*** Opening Input for this task ***
impl IntoResponse for QueryError {
    fn into_response(self) -> Response {
        match self {
            QueryError::MissingQuery => {
                (StatusCode::BAD_REQUEST, "missing query parameter q").into_response()
            }
            QueryError::NoMatches => (StatusCode::NOT_FOUND, "no matches").into_response(),
            QueryError::Dataset(err) => {
                tracing::error!(%err, "dataset read failed");
                (StatusCode::INTERNAL_SERVER_ERROR, "dataset read error").into_response()
            }
        }
    }
}

#[derive(Debug, Deserialize)]
struct SearchParams {
    q: Option<String>,
    page: Option<String>,
    count: Option<String>,
    tol: Option<String>,
}

impl SearchParams {
    fn query(&self) -> Result<&str, QueryError> {
        self.q.as_deref().ok_or(QueryError::MissingQuery)
    }

    fn page(&self) -> usize {
        coerce(self.page.as_deref(), 0)
    }

    fn count(&self) -> usize {
        coerce(self.count.as_deref(), DEFAULT_LIST_COUNT)
    }

    fn tolerance(&self) -> i32 {
        coerce(self.tol.as_deref(), DEFAULT_TOLERANCE) as i32
    }
}

/// Numeric query parameter with `stoi`-like laxness: absent uses the
/// default, unparsable becomes 0, negatives clamp to 0.
fn coerce(value: Option<&str>, default: i64) -> usize {
    value
        .map(|raw| raw.trim().parse::<i64>().unwrap_or(0))
        .unwrap_or(default)
        .max(0) as usize
}

fn json_body(payload: String) -> Response {
    ([(header::CONTENT_TYPE, "application/json")], payload).into_response()
}

/// Raw meta payload of the first hit, or 404.
fn single_response(state: &AppState, hits: &[Hit]) -> Result<Response, QueryError> {
    let hit = hits.first().ok_or(QueryError::NoMatches)?;
    Ok(json_body(state.payload(*hit)?))
}

/// JSON array literal of meta payloads; empty lists are `[]`.
fn list_response(state: &AppState, hits: &[Hit]) -> Result<Response, QueryError> {
    if hits.is_empty() {
        return Ok(json_body("[]".to_owned()));
    }
    let mut body = String::from("[\n");
    for (pos, hit) in hits.iter().enumerate() {
        body.push('\t');
        body.push_str(&state.payload(*hit)?);
        body.push_str(if pos + 1 < hits.len() { ",\n" } else { "\n" });
    }
    body.push(']');
    Ok(json_body(body))
}

async fn exact(
    State(state): State<SharedState>,
    Query(params): Query<SearchParams>,
) -> Result<Response, QueryError> {
    let query = params.query()?;
    let started = Instant::now();
    let results = state.database.exact_search(query, 0, 1);
    info!(
        query,
        hits = results.len(),
        elapsed_ms = started.elapsed().as_millis() as u64,
        "exact search"
    );
    single_response(&state, results.best())
}

async fn exact_list(
    State(state): State<SharedState>,
    Query(params): Query<SearchParams>,
) -> Result<Response, QueryError> {
    let query = params.query()?;
    let started = Instant::now();
    let results = state
        .database
        .exact_search(query, params.page(), params.count());
    info!(
        query,
        hits = results.len(),
        elapsed_ms = started.elapsed().as_millis() as u64,
        "exact search"
    );
    list_response(&state, &results.all())
}

async fn complete(
    State(state): State<SharedState>,
    Query(params): Query<SearchParams>,
) -> Result<Response, QueryError> {
    let query = params.query()?;
    let started = Instant::now();
    let results = state
        .database
        .completion_search(query, params.page(), params.count());
    info!(
        query,
        hits = results.len(),
        elapsed_ms = started.elapsed().as_millis() as u64,
        "completion search"
    );
    single_response(&state, results.best())
}

async fn complete_list(
    State(state): State<SharedState>,
    Query(params): Query<SearchParams>,
) -> Result<Response, QueryError> {
    let query = params.query()?;
    let started = Instant::now();
    let results = state
        .database
        .completion_search(query, params.page(), params.count());
    info!(
        query,
        hits = results.len(),
        elapsed_ms = started.elapsed().as_millis() as u64,
        "completion search"
    );
    list_response(&state, &results.all())
}

async fn fuzzy(
    State(state): State<SharedState>,
    Query(params): Query<SearchParams>,
) -> Result<Response, QueryError> {
    let query = params.query()?;
    let started = Instant::now();
    let exact = state.database.exact_search(query, 0, 1);
    let results = if exact.is_empty() {
        state.database.fuzzy_search(query, 0)
    } else {
        exact
    };
    info!(
        query,
        hits = results.len(),
        elapsed_ms = started.elapsed().as_millis() as u64,
        "fuzzy search"
    );
    single_response(&state, results.best())
}

async fn fuzzy_list(
    State(state): State<SharedState>,
    Query(params): Query<SearchParams>,
) -> Result<Response, QueryError> {
    let query = params.query()?;
    let started = Instant::now();
    let exact = state.database.exact_search(query, 0, 0);
    let results = if exact.is_empty() {
        state.database.fuzzy_search(query, 0)
    } else {
        exact
    };
    info!(
        query,
        hits = results.len(),
        elapsed_ms = started.elapsed().as_millis() as u64,
        "fuzzy search"
    );
    list_response(&state, results.best())
}

async fn fuzzy_complete(
    State(state): State<SharedState>,
    Query(params): Query<SearchParams>,
) -> Result<Response, QueryError> {
    let query = params.query()?;
    let started = Instant::now();
    let results = state.database.fuzzy_completion_search(query);
    let best = results.extract(ExtractOptions {
        max_count: 1,
        length_sort: true,
        ..Default::default()
    });
    info!(
        query,
        hits = results.len(),
        elapsed_ms = started.elapsed().as_millis() as u64,
        "fuzzy completion"
    );
    single_response(&state, &best)
}

async fn fuzzy_complete_list(
    State(state): State<SharedState>,
    Query(params): Query<SearchParams>,
) -> Result<Response, QueryError> {
    let query = params.query()?;
    let started = Instant::now();
    let results = state.database.fuzzy_completion_search(query);
    let extracted = results.extract(ExtractOptions {
        max_count: FUZZY_COMPLETE_LIMIT,
        length_sort: true,
        distance_range: params.tolerance(),
        ..Default::default()
    });
    info!(
        query,
        hits = extracted.len(),
        elapsed_ms = started.elapsed().as_millis() as u64,
        "fuzzy completion"
    );
    list_response(&state, &extracted)
}

async fn info_endpoint(State(state): State<SharedState>) -> impl IntoResponse {
    let options = state.database.options();
    let datasets: Vec<_> = state
        .datasets
        .iter()
        .map(|dataset| {
            json!({
                "path": dataset.path().display().to_string(),
                "mode": dataset.mode().to_string(),
                "lines": dataset.len(),
            })
        })
        .collect();
    Json(json!({
        "ngram_size": options.ngram_size.width(),
        "first_letter": options.first_letter,
        "result_limit": options.result_limit,
        "bucket_cap": options.max_bucket_size,
        "name_field": state.name_field,
        "records": state.database.len(),
        "tokens": state.database.token_count(),
        "datasets": datasets,
    }))
}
*** Closing Input for this task ***
▶ What you will do: Scan the data above, please, and give the number of lines where the word "StatusCode" occurs, with no further text.

▶ Task response: 3